Instructions for the task:
The line containing "pub fn generate()" marks the end: output every line of the data up to it, and that line too, exactly as written.

Working data:
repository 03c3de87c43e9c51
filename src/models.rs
use std::{collections::BTreeMap, fmt};

use jiff::Timestamp;
use serde::Serialize;
use serde_json::{Map, Value};

use crate::entities::movie;

pub const RATING_MIN: f64 = 0.0;
pub const RATING_MAX: f64 = 10.0;

/// Object id of a stored movie: 12 bytes rendered as 24 lowercase hex digits.
///
/// The first four bytes are the big-endian creation second, the rest are random.
#[derive(Clone, Debug, PartialEq, Eq, Hash, Serialize)]
#[serde(transparent)]
pub struct MovieId(String);

impl MovieId {
    pub fn generate() -> Self {
        let mut bytes = [0u8; 12];
        // ids minted after 2106 keep the saturated prefix
        let secs = u32::try_from(Timestamp::now().as_second()).unwrap_or(u32::MAX);
        bytes[..4].copy_from_slice(&secs.to_be_bytes());
        bytes[4..].copy_from_slice(&uuid::Uuid::new_v4().as_bytes()[8..]);
        Self(hex::encode(bytes))
    }

    /// Returns `None` for anything that is not exactly 12 hex-encoded bytes.
    pub fn parse(raw: &str) -> Option<Self> {
        let bytes = hex::decode(raw).ok()?;
        (bytes.len() == 12).then(|| Self(hex::encode(bytes)))
    }

    pub fn as_str(&self) -> &str {
        &self.0
    }
}

impl fmt::Display for MovieId {
    fn fmt(&self, f: &mut fmt::Formatter<'_>) -> fmt::Result {
        f.write_str(&self.0)
    }
}

#[derive(Clone, Debug, PartialEq, Serialize)]
#[serde(rename_all = "camelCase")]
pub struct Movie {
    pub id: MovieId,
    pub title: String,
    pub director: String,
    #[serde(skip_serializing_if = "Option::is_none")]
    pub year: Option<i32>,
    #[serde(skip_serializing_if = "Option::is_none")]
    pub genre: Option<String>,
    #[serde(skip_serializing_if = "Option::is_none")]
    pub rating: Option<f64>,
    pub created_at: Timestamp,
    pub updated_at: Timestamp,
}

impl TryFrom<movie::Model> for Movie {
    type Error = jiff::Error;

    fn try_from(row: movie::Model) -> Result<Self, Self::Error> {
        Ok(Self {
            id: MovieId(row.id),
            title: row.title,
            director: row.director,
            year: row.year,
            genre: row.genre,
            rating: row.rating,
            created_at: Timestamp::from_millisecond(row.created_at)?,
            updated_at: Timestamp::from_millisecond(row.updated_at)?,
        })
    }
}

/// Field-keyed validation failures. Every violated field is reported.
#[derive(Clone, Debug, Default, PartialEq, Serialize)]
#[serde(transparent)]
pub struct ValidationErrors(BTreeMap<&'static str, String>);

impl ValidationErrors {
    pub fn add(&mut self, path: &'static str, message: impl Into<String>) {
        self.0.entry(path).or_insert_with(|| message.into());
    }

    pub fn get(&self, path: &str) -> Option<&str> {
        self.0.get(path).map(String::as_str)
    }

    pub fn is_empty(&self) -> bool {
        self.0.is_empty()
    }

    pub fn len(&self) -> usize {
        self.0.len()
    }

    fn into_result<T>(self, value: T) -> Result<T, Self> {
        if self.is_empty() { Ok(value) } else { Err(self) }
    }
}

impl fmt::Display for ValidationErrors {
    fn fmt(&self, f: &mut fmt::Formatter<'_>) -> fmt::Result {
        f.write_str("Movie validation failed: ")?;
        for (i, (path, message)) in self.0.iter().enumerate() {
            if i > 0 {
                f.write_str(", ")?;
            }
            write!(f, "{path}: {message}")?;
        }
        Ok(())
    }
}

impl std::error::Error for ValidationErrors {}

/// One key of a request body, keeping "absent" apart from "explicitly null".
#[derive(Clone, Debug, Default, PartialEq)]
pub enum Field {
    #[default]
    Absent,
    Null,
    Value(Value),
}

impl Field {
    fn from_body(body: &Map<String, Value>, key: &str) -> Self {
        match body.get(key) {
            None => Field::Absent,
            Some(Value::Null) => Field::Null,
            Some(value) => Field::Value(value.clone()),
        }
    }
}

/// A candidate record exactly as the client sent it, before casting.
#[derive(Clone, Debug, Default, PartialEq)]
pub struct MovieDraft {
    pub title: Field,
    pub director: Field,
    pub year: Field,
    pub genre: Field,
    pub rating: Field,
}

/// A fully validated record ready to be inserted.
#[derive(Clone, Debug, PartialEq)]
pub struct NewMovie {
    pub title: String,
    pub director: String,
    pub year: Option<i32>,
    pub genre: Option<String>,
    pub rating: Option<f64>,
}

/// Validated partial update. The outer `Option` is "supplied or not", the
/// inner one (for optional fields) is "set or cleared".
#[derive(Clone, Debug, Default, PartialEq)]
pub struct MovieChanges {
    pub title: Option<String>,
    pub director: Option<String>,
    pub year: Option<Option<i32>>,
    pub genre: Option<Option<String>>,
    pub rating: Option<Option<f64>>,
}

impl MovieDraft {
    /// Reads the known keys of a JSON object. Unknown and server-managed keys
    /// (`id`, `createdAt`, `updatedAt`) are ignored.
    pub fn from_json(body: &Map<String, Value>) -> Self {
        Self {
            title: Field::from_body(body, "title"),
            director: Field::from_body(body, "director"),
            year: Field::from_body(body, "year"),
            genre: Field::from_body(body, "genre"),
            rating: Field::from_body(body, "rating"),
        }
    }

    pub fn validate_new(&self) -> Result<NewMovie, ValidationErrors> {
        let mut errors = ValidationErrors::default();

        let title = required_text("title", &self.title, &mut errors);
        let director = required_text("director", &self.director, &mut errors);
        let year = optional("year", &self.year, cast_year, &mut errors).flatten();
        let genre = optional("genre", &self.genre, cast_genre, &mut errors).flatten();
        let rating = optional("rating", &self.rating, cast_rating, &mut errors).flatten();

        match (title, director) {
            (Some(title), Some(director)) => {
                errors.into_result(NewMovie { title, director, year, genre, rating })
            }
            _ => Err(errors),
        }
    }

    /// Only supplied fields are checked; absent ones stay untouched.
    pub fn validate_changes(&self) -> Result<MovieChanges, ValidationErrors> {
        let mut errors = ValidationErrors::default();

        let changes = MovieChanges {
            title: supplied(&self.title)
                .and_then(|field| required_text("title", field, &mut errors)),
            director: supplied(&self.director)
                .and_then(|field| required_text("director", field, &mut errors)),
            year: optional("year", &self.year, cast_year, &mut errors),
            genre: optional("genre", &self.genre, cast_genre, &mut errors),
            rating: optional("rating", &self.rating, cast_rating, &mut errors),
        };

        errors.into_result(changes)
    }
}

fn supplied(field: &Field) -> Option<&Field> {
    (*field != Field::Absent).then_some(field)
}

fn required_text(path: &'static str, field: &Field, errors: &mut ValidationErrors) -> Option<String> {
    let value = match field {
        Field::Absent | Field::Null => None,
        Field::Value(value) => match cast_text(path, value) {
            Ok(text) => Some(text).filter(|t| !t.is_empty()),
            Err(message) => {
                errors.add(path, message);
                return None;
            }
        },
    };
    if value.is_none() {
        errors.add(path, format!("Path '{path}' is required."));
    }
    value
}

/// `None` when the field was absent or invalid, `Some(None)` when it clears.
fn optional<T>(
    path: &'static str,
    field: &Field,
    cast: fn(&'static str, &Value) -> Result<Option<T>, String>,
    errors: &mut ValidationErrors,
) -> Option<Option<T>> {
    match field {
        Field::Absent => None,
        Field::Null => Some(None),
        Field::Value(value) => match cast(path, value) {
            Ok(cast) => Some(cast),
            Err(message) => {
                errors.add(path, message);
                None
            }
        },
    }
}

fn cast_text(path: &str, value: &Value) -> Result<String, String> {
    match value {
        Value::String(s) => Ok(s.trim().to_string()),
        Value::Number(n) => Ok(n.to_string()),
        Value::Bool(b) => Ok(b.to_string()),
        other => Err(format!("Cast to string failed for value \"{other}\" at path '{path}'.")),
    }
}

fn cast_number(path: &str, value: &Value) -> Result<Option<f64>, String> {
    let parsed = match value {
        Value::Number(n) => n.as_f64(),
        Value::String(s) if s.trim().is_empty() => return Ok(None),
        Value::String(s) => s.trim().parse::<f64>().ok().filter(|n| n.is_finite()),
        _ => None,
    };
    match parsed {
        Some(n) => Ok(Some(n)),
        None => {
            let shown = match value {
                Value::String(s) => s.clone(),
                other => other.to_string(),
            };
            Err(format!("Cast to Number failed for value \"{shown}\" at path '{path}'."))
        }
    }
}

fn cast_genre(path: &'static str, value: &Value) -> Result<Option<String>, String> {
    cast_text(path, value).map(Some)
}

fn cast_year(path: &'static str, value: &Value) -> Result<Option<i32>, String> {
    let Some(n) = cast_number(path, value)? else {
        return Ok(None);
    };
    if n.fract() != 0.0 {
        return Err(format!("Path '{path}' must be an integer."));
    }
    if n < f64::from(i32::MIN) || n > f64::from(i32::MAX) {
        return Err(format!("Path '{path}' ({n}) is outside the supported range."));
    }
    Ok(Some(n as i32))
}

fn cast_rating(path: &'static str, value: &Value) -> Result<Option<f64>, String> {
    let Some(n) = cast_number(path, value)? else {
        return Ok(None);
    };
    if n > RATING_MAX {
        return Err(format!(
            "Path '{path}' ({n}) is more than maximum allowed value ({RATING_MAX})."
        ));
    }
    if n < RATING_MIN {
        return Err(format!(
            "Path '{path}' ({n}) is less than minimum allowed value ({RATING_MIN})."
        ));
    }
    Ok(Some(n))
}
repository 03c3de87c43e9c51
pub use sea_orm_migration::prelude::*;

mod m20250301_000001_create_movies;

pub struct Migrator;

#[async_trait::async_trait]
impl MigratorTrait for Migrator {
    fn migrations() -> Vec<Box<dyn MigrationTrait>> {
        vec![Box::new(m20250301_000001_create_movies::Migration)]
    }
}
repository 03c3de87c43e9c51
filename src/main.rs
use std::sync::Arc;

use moviesdb::{AppState, app, config::Config, db, store::SeaOrmMovieStore};

#[tokio::main]
async fn main() -> anyhow::Result<()> {
    tracing_subscriber::fmt()
        .with_env_filter(
            std::env::var("RUST_LOG")
                .unwrap_or_else(|_| "info,moviesdb=debug,sqlx=warn".to_string()),
        )
        .init();

    let config = Config::from_env()?;

    let db = db::connect_and_migrate(&config.database_url).await?;
    if !config.is_test() {
        tracing::info!(url = %config.database_url, "database connected");
    }

    let state = Arc::new(AppState { movies: Arc::new(SeaOrmMovieStore::new(db.clone())) });

    let listener = tokio::net::TcpListener::bind(config.addr).await?;
    tracing::info!(addr = %config.addr, "listening");
    axum::serve(listener, app(state)).with_graceful_shutdown(shutdown_signal()).await?;

    db.close().await?;
    tracing::info!("database connection closed");

    Ok(())
}

async fn shutdown_signal() {
    let ctrl_c = async {
        if let Err(err) = tokio::signal::ctrl_c().await {
            tracing::error!(error = %err, "failed to listen for Ctrl-C");
            std::future::pending::<()>().await;
        }
    };

    #[cfg(unix)]
    let terminate = async {
        match tokio::signal::unix::signal(tokio::signal::unix::SignalKind::terminate()) {
            Ok(mut sig) => {
                sig.recv().await;
            }
            Err(err) => {
                tracing::error!(error = %err, "failed to listen for SIGTERM");
                std::future::pending::<()>().await;
            }
        }
    };

    #[cfg(not(unix))]
    let terminate = std::future::pending::<()>();

    tokio::select! {
        () = ctrl_c => tracing::info!("received Ctrl-C, shutting down"),
        () = terminate => tracing::info!("received SIGTERM, shutting down"),
    }
}
pub mod movie;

Result below:
repository 03c3de87c43e9c51
filename src/models.rs
use std::{collections::BTreeMap, fmt};

use jiff::Timestamp;
use serde::Serialize;
use serde_json::{Map, Value};

use crate::entities::movie;

pub const RATING_MIN: f64 = 0.0;
pub const RATING_MAX: f64 = 10.0;

/// Object id of a stored movie: 12 bytes rendered as 24 lowercase hex digits.
///
/// The first four bytes are the big-endian creation second, the rest are random.
#[derive(Clone, Debug, PartialEq, Eq, Hash, Serialize)]
#[serde(transparent)]
pub struct MovieId(String);

impl MovieId {
    pub fn generate() -> Self {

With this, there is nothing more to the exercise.